The brothers caught wind of a lone vampire two states over and drove through the day to get there, all muted sunlight and skinned eyes and bittersweet cajoles, hunted it down during the evening, sliced its head off quick and smooth at night. The action went down amid snapped commands and buried sentences, and the whole time Dean felt like shoving his hands underneath Sam's shirt and ripping where the buttons conjoined, Sam felt like pushing Dean onto the nearest surface and bribing that devastatingly ruined expression from him. Or, if that failed, forcibly taking it.
Then they looked at each other and Dean sneered at the loathing in Sam's eyes as he found the nearest back road.
After the fight – a swift one this time, just seventeen different jabs and a feral bite – Sam sat at their motel kitchen table, crying. He was silent and immobile, blood oozing steadily from at least five places on his body, stitches from the last few weeks ruptured back open, tears tracking down his filthy face.

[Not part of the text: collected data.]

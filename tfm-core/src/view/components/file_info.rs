//! src/view/components/file_info.rs
//!
//! Metadata of the selected entry and the clipboard content.

use ratatui::{
    prelude::*,
    widgets::{Block, Borders, Paragraph, Wrap},
};

use crate::{
    fs::object_info::DirectoryEntry,
    model::ui_state::{ClipMode, Clipboard},
    util::humanize::human_readable_size,
    view::theme,
};

const DATE_FORMAT: &str = "%Y-%m-%d %H:%M";

pub struct FileInfo;

impl FileInfo {
    pub fn render(frame: &mut Frame<'_>, entry: Option<&DirectoryEntry>, clipboard: Option<&Clipboard>, area: Rect) {
        if area.width < 3 || area.height < 3 {
            return;
        }

        let mut lines = match entry {
            Some(entry) if !entry.is_parent() => Self::entry_lines(entry),
            Some(_) => vec![Line::styled("Parent directory", theme::hint_style())],
            None => vec![Line::styled("Empty directory", theme::hint_style())],
        };

        lines.push(Line::default());
        lines.push(match clipboard {
            None => Line::from(vec![field("Clipboard"), Span::styled("empty", theme::hint_style())]),
            Some(clip) => {
                let (verb, style) = match clip.mode {
                    ClipMode::Copy => ("copy", theme::clipboard_copy_style()),
                    ClipMode::Cut => ("cut", theme::clipboard_move_style()),
                };
                let name = clip
                    .path
                    .file_name()
                    .map(|n| n.to_string_lossy().into_owned())
                    .unwrap_or_default();
                Line::from(vec![field("Clipboard"), Span::styled(format!("{name} ({verb})"), style)])
            }
        });

        let block = Block::default()
            .borders(Borders::ALL)
            .title(" File Info ")
            .title_style(theme::title_style(false))
            .border_style(theme::border_style(false))
            .style(theme::panel_style());

        frame.render_widget(
            Paragraph::new(lines).block(block).wrap(Wrap { trim: false }),
            area,
        );
    }

    fn entry_lines(entry: &DirectoryEntry) -> Vec<Line<'static>> {
        let kind = if entry.is_dir {
            "Directory"
        } else if entry.is_executable {
            "Executable"
        } else {
            "File"
        };
        let size = if entry.is_dir {
            "-".to_string()
        } else {
            human_readable_size(entry.size)
        };

        vec![
            Line::styled(entry.name.to_string(), theme::label_style().add_modifier(Modifier::BOLD)),
            Line::from(vec![field("Type"), Span::raw(kind)]),
            Line::from(vec![field("Size"), Span::raw(size)]),
            Line::from(vec![
                field("Modified"),
                Span::raw(entry.modified.format(DATE_FORMAT).to_string()),
            ]),
            Line::from(vec![
                field("Created"),
                Span::raw(entry.created.format(DATE_FORMAT).to_string()),
            ]),
            Line::from(vec![
                field("Readable"),
                Span::raw(if entry.readable { "yes" } else { "no" }),
            ]),
        ]
    }
}

fn field(name: &'static str) -> Span<'static> {
    Span::styled(format!("{name}: "), theme::hint_style())
}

He had been using one of their knives to cut out pages of a phone book, one after the other, shredding them into tiny fragments before starting on the next. But he had dropped the knife, clattered landing at his feet, and failed to pick it back up again. That's when he had started crying.
Dean was, amazingly, still in the building. By now he normally would have been across the town and back, throat raw, mind an exploded mesh of blood and bones and suffering. Instead here he was, standing up and crossing the room and hovering behind his little brother, hand raised. He wasn't sure what he was going to do.

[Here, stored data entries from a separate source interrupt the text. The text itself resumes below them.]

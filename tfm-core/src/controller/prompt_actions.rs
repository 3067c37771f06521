//! ``src/controller/prompt_actions.rs``
//!
//! Keys while a prompt is open: line editing, Esc to cancel and Enter to
//! submit. Submission routes the text by [`PromptKind`].

use crossterm::event::{KeyCode, KeyEvent, KeyModifiers};
use tracing::debug;

use crate::controller::session::{Flow, Session};
use crate::drives::mount_controller::MountOp;
use crate::model::ui_state::{Prompt, PromptKind};

impl Session {
    pub(crate) async fn handle_prompt_key(&mut self, key: KeyEvent) -> Flow {
        let Some(prompt) = self.ui.prompt.as_mut() else {
            return Flow::Continue;
        };

        match key.code {
            KeyCode::Esc => {
                if let Some(prompt) = self.ui.take_prompt() {
                    self.cancel_prompt(prompt);
                }
            }
            KeyCode::Enter => {
                if let Some(prompt) = self.ui.take_prompt() {
                    return self.submit_prompt(prompt).await;
                }
            }
            KeyCode::Char('c') if key.modifiers.contains(KeyModifiers::CONTROL) => {
                if let Some(prompt) = self.ui.take_prompt() {
                    self.cancel_prompt(prompt);
                }
            }
            KeyCode::Char(c) => prompt.insert_char(c),
            KeyCode::Backspace => {
                prompt.delete_char_before();
            }
            KeyCode::Delete => {
                prompt.delete_char_at();
            }
            KeyCode::Left => prompt.move_left(),
            KeyCode::Right => prompt.move_right(),
            KeyCode::Home => prompt.move_home(),
            KeyCode::End => prompt.move_end(),
            _ => {}
        }
        Flow::Continue
    }

    fn cancel_prompt(&mut self, prompt: Prompt) {
        debug!(marker = "PROMPT_CANCEL", "{:?}", prompt.kind);
        if let PromptKind::Credential { op, .. } = prompt.kind {
            self.credential_cancelled(op);
        }
    }

    fn credential_cancelled(&mut self, op: MountOp) {
        self.ui.show_warning(match op {
            MountOp::Mount => "Mount cancelled: no password given",
            MountOp::Unmount => "Unmount cancelled: no password given",
        });
    }

    async fn submit_prompt(&mut self, prompt: Prompt) -> Flow {
        let kind = prompt.kind.clone();
        let text = prompt.into_text();

        match kind {
            PromptKind::Create => self.create_entry(&text),
            PromptKind::Rename { from } => self.rename_entry(from, &text),
            PromptKind::Search => self.tree.set_search(&text),
            PromptKind::Command { file } => return Self::command_step(&text, &file),
            PromptKind::Credential { device, op } => {
                if text.is_empty() {
                    self.credential_cancelled(op);
                } else {
                    self.retry_with_credential(&device, op, text).await;
                }
            }
        }
        Flow::Continue
    }
}

#[cfg(test)]
mod tests {
    use crossterm::event::{KeyCode, KeyEvent, KeyModifiers};

    use crate::controller::session::tests::{Script, press, session_in};

    #[tokio::test]
    async fn prompt_swallows_bound_keys() {
        let dir = tempfile::tempdir().expect("tempdir");
        let mut session = session_in(dir.path(), Script::new(vec![])).await;

        session.handle_key(press(KeyCode::Char('/'))).await;
        session.handle_key(press(KeyCode::Char('q'))).await;
        session.handle_key(press(KeyCode::Tab)).await;

        let prompt = session.ui().prompt.as_ref().expect("still open");
        assert_eq!(prompt.text(), "q");
    }

    #[tokio::test]
    async fn cursor_editing() {
        let dir = tempfile::tempdir().expect("tempdir");
        let mut session = session_in(dir.path(), Script::new(vec![])).await;

        session.handle_key(press(KeyCode::Char('/'))).await;
        for code in [
            KeyCode::Char('a'),
            KeyCode::Char('c'),
            KeyCode::Left,
            KeyCode::Char('b'),
            KeyCode::Home,
            KeyCode::Delete,
            KeyCode::End,
            KeyCode::Char('d'),
        ] {
            session.handle_key(press(code)).await;
        }
        assert_eq!(session.ui().prompt.as_ref().map(|p| p.text()), Some("bcd"));

        session
            .handle_key(KeyEvent::new(KeyCode::Char('c'), KeyModifiers::CONTROL))
            .await;
        assert!(session.ui().prompt.is_none());
        assert_eq!(session.tree().search(), None);
    }

    #[tokio::test]
    async fn empty_search_clears_the_filter() {
        let dir = tempfile::tempdir().expect("tempdir");
        let mut session = session_in(dir.path(), Script::new(vec![])).await;
        session.tree.set_search("x");

        session.handle_key(press(KeyCode::Char('/'))).await;
        for _ in 0..3 {
            session.handle_key(press(KeyCode::Backspace)).await;
        }
        session.handle_key(press(KeyCode::Enter)).await;
        assert_eq!(session.tree().search(), None);
    }
}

Dean's palm came into contact with Sam's left shoulder at the same moment Sam turned around and buried his face into Dean's torso. It hurt, of course, what with both of them being more bruised and battered than the weakest prison inmate – but the intention wasn't to hurt. And that made all the difference. It was also the first contact they'd had for the better part of two years that didn't involve sex or hatred or both.
Miraculously, they stayed like that, holding each other and hurting without meaning to hurt and Dean acknowledged that his face had grown wet and his shirt was getting damp where Sam pressed into it. They didn't say anything, for they both feared that speech would ruin whatever was happening, would smudge the very tender line they had drawn and spiral them into a beating to rival all others. So they clung to each other and it was delicate and it was gentle and it was progress.
Sam and Dean were undoubtedly their own – and each other's – demise, and Dean touching Sam without the urge to fuck him or hurt him was a bright shiny spot in his brain, blinking and distracting, and Sam having his hands and face on Dean's stomach without the urge to open his mouth or tear into wounds was terrifying.
"Fuck," Sam spat out.
"Fuck," Dean agreed.
So even though the next day Sam cracked three of Dean's ribs on the left side, and Dean left Sam with a laceration that would scar tremendously, all pucker and shine on his collarbone, it was progress. Because it didn't take them six hours of silence and the blanketing quiet of darkness to talk. It was in the car, on the way to the hospital (another first), that Sam screamed and Dean cried, and they both apologised profusely.
Sam beat the dashboard with his fists and Dean numbly felt tears on his face until they reached the emergency room, covered in a month's worth of pain and grief and grime, much to the shock and horror of nurses on shift. They were fussed over carted away immediately for medical attention, and both brothers threw an almighty fit when they lost sight of each other, caused such a panicked and calamitous commotion that they were assessed together, treated together and then left in a white-wash room smelling vaguely of paint and acid alone together. Dean spread his hands wide over Sam's rib cage through the hospital gown and Sam shuddered, hooked an arm over Dean's hip.
They curled into each other on one bed and fell asleep that way and it was progress. And even if it all ended how Dean felt sure it would, perhaps that was all they needed.